Stored data entries:
= = =

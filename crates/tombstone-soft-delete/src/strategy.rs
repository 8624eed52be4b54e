use crate::{DeleteClause, QueryClause, UpdateClause};

use std::sync::Arc;
use tombstone_core::{
    schema::{Field, FieldHooks},
    stmt::{StatementModifier, Type, Value},
    Error, Result,
};

/// Soft-delete policy attached to a model's flag field.
///
/// The field must be boolean. When `companion` names another field of the
/// model, deletes also set that field: `true` for boolean fields, the current
/// time for timestamp fields, and null for anything else.
#[derive(Debug, Clone, Default)]
pub struct SoftDelete {
    companion: Option<String>,
}

impl SoftDelete {
    pub fn new() -> SoftDelete {
        SoftDelete::default()
    }

    /// Sets the field updated alongside the flag on delete.
    pub fn companion(mut self, field: impl Into<String>) -> SoftDelete {
        self.companion = Some(field.into());
        self
    }

    fn query_clause(&self, field: &Field) -> Result<QueryClause> {
        if !field.ty.is_bool() {
            return Err(Error::invalid_schema(format!(
                "soft-delete field `{}` must be a boolean, found {:?}",
                field.name, field.ty
            )));
        }

        Ok(QueryClause::new(field))
    }

    fn companion_field<'a>(&self, field: &Field, fields: &'a [Field]) -> Result<Option<&'a Field>> {
        let Some(name) = &self.companion else {
            return Ok(None);
        };

        let companion = fields
            .iter()
            .find(|f| f.name == *name)
            .ok_or_else(|| {
                Error::invalid_schema(format!(
                    "companion field `{name}` of soft-delete field `{}` does not exist",
                    field.name
                ))
            })?;

        if companion.column_name() == field.column_name() {
            return Err(Error::invalid_schema(format!(
                "soft-delete field `{}` cannot be its own companion",
                field.name
            )));
        }

        Ok(Some(companion))
    }
}

impl FieldHooks for SoftDelete {
    fn query_clauses(
        &self,
        field: &Field,
        _fields: &[Field],
    ) -> Result<Vec<Arc<dyn StatementModifier>>> {
        Ok(vec![Arc::new(self.query_clause(field)?)])
    }

    fn update_clauses(
        &self,
        field: &Field,
        _fields: &[Field],
    ) -> Result<Vec<Arc<dyn StatementModifier>>> {
        Ok(vec![Arc::new(UpdateClause::new(self.query_clause(field)?))])
    }

    fn delete_clauses(
        &self,
        field: &Field,
        fields: &[Field],
    ) -> Result<Vec<Arc<dyn StatementModifier>>> {
        let mut clause = DeleteClause::new(field, self.query_clause(field)?);

        if let Some(companion) = self.companion_field(field, fields)? {
            clause = clause.companion(companion);
        }

        Ok(vec![Arc::new(clause)])
    }
}

/// Value a companion field is set to when its row is soft deleted.
pub(crate) fn companion_sentinel(ty: Type, now: impl FnOnce() -> Value) -> Value {
    match ty {
        Type::Bool => true.into(),
        Type::Timestamp => now(),
        _ => Value::Null,
    }
}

= = =

TASK OBJECTIVE
Quote the data above in full, changing nothing.

REPLY TO THE EXERCISE
filename crates/tombstone-soft-delete/src/strategy.rs
repository 8624eed52be4b54e
use crate::{DeleteClause, QueryClause, UpdateClause};

use std::sync::Arc;
use tombstone_core::{
    schema::{Field, FieldHooks},
    stmt::{StatementModifier, Type, Value},
    Error, Result,
};

/// Soft-delete policy attached to a model's flag field.
///
/// The field must be boolean. When `companion` names another field of the
/// model, deletes also set that field: `true` for boolean fields, the current
/// time for timestamp fields, and null for anything else.
#[derive(Debug, Clone, Default)]
pub struct SoftDelete {
    companion: Option<String>,
}

impl SoftDelete {
    pub fn new() -> SoftDelete {
        SoftDelete::default()
    }

    /// Sets the field updated alongside the flag on delete.
    pub fn companion(mut self, field: impl Into<String>) -> SoftDelete {
        self.companion = Some(field.into());
        self
    }

    fn query_clause(&self, field: &Field) -> Result<QueryClause> {
        if !field.ty.is_bool() {
            return Err(Error::invalid_schema(format!(
                "soft-delete field `{}` must be a boolean, found {:?}",
                field.name, field.ty
            )));
        }

        Ok(QueryClause::new(field))
    }

    fn companion_field<'a>(&self, field: &Field, fields: &'a [Field]) -> Result<Option<&'a Field>> {
        let Some(name) = &self.companion else {
            return Ok(None);
        };

        let companion = fields
            .iter()
            .find(|f| f.name == *name)
            .ok_or_else(|| {
                Error::invalid_schema(format!(
                    "companion field `{name}` of soft-delete field `{}` does not exist",
                    field.name
                ))
            })?;

        if companion.column_name() == field.column_name() {
            return Err(Error::invalid_schema(format!(
                "soft-delete field `{}` cannot be its own companion",
                field.name
            )));
        }

        Ok(Some(companion))
    }
}

impl FieldHooks for SoftDelete {
    fn query_clauses(
        &self,
        field: &Field,
        _fields: &[Field],
    ) -> Result<Vec<Arc<dyn StatementModifier>>> {
        Ok(vec![Arc::new(self.query_clause(field)?)])
    }

    fn update_clauses(
        &self,
        field: &Field,
        _fields: &[Field],
    ) -> Result<Vec<Arc<dyn StatementModifier>>> {
        Ok(vec![Arc::new(UpdateClause::new(self.query_clause(field)?))])
    }

    fn delete_clauses(
        &self,
        field: &Field,
        fields: &[Field],
    ) -> Result<Vec<Arc<dyn StatementModifier>>> {
        let mut clause = DeleteClause::new(field, self.query_clause(field)?);

        if let Some(companion) = self.companion_field(field, fields)? {
            clause = clause.companion(companion);
        }

        Ok(vec![Arc::new(clause)])
    }
}

/// Value a companion field is set to when its row is soft deleted.
pub(crate) fn companion_sentinel(ty: Type, now: impl FnOnce() -> Value) -> Value {
    match ty {
        Type::Bool => true.into(),
        Type::Timestamp => now(),
        _ => Value::Null,
    }
}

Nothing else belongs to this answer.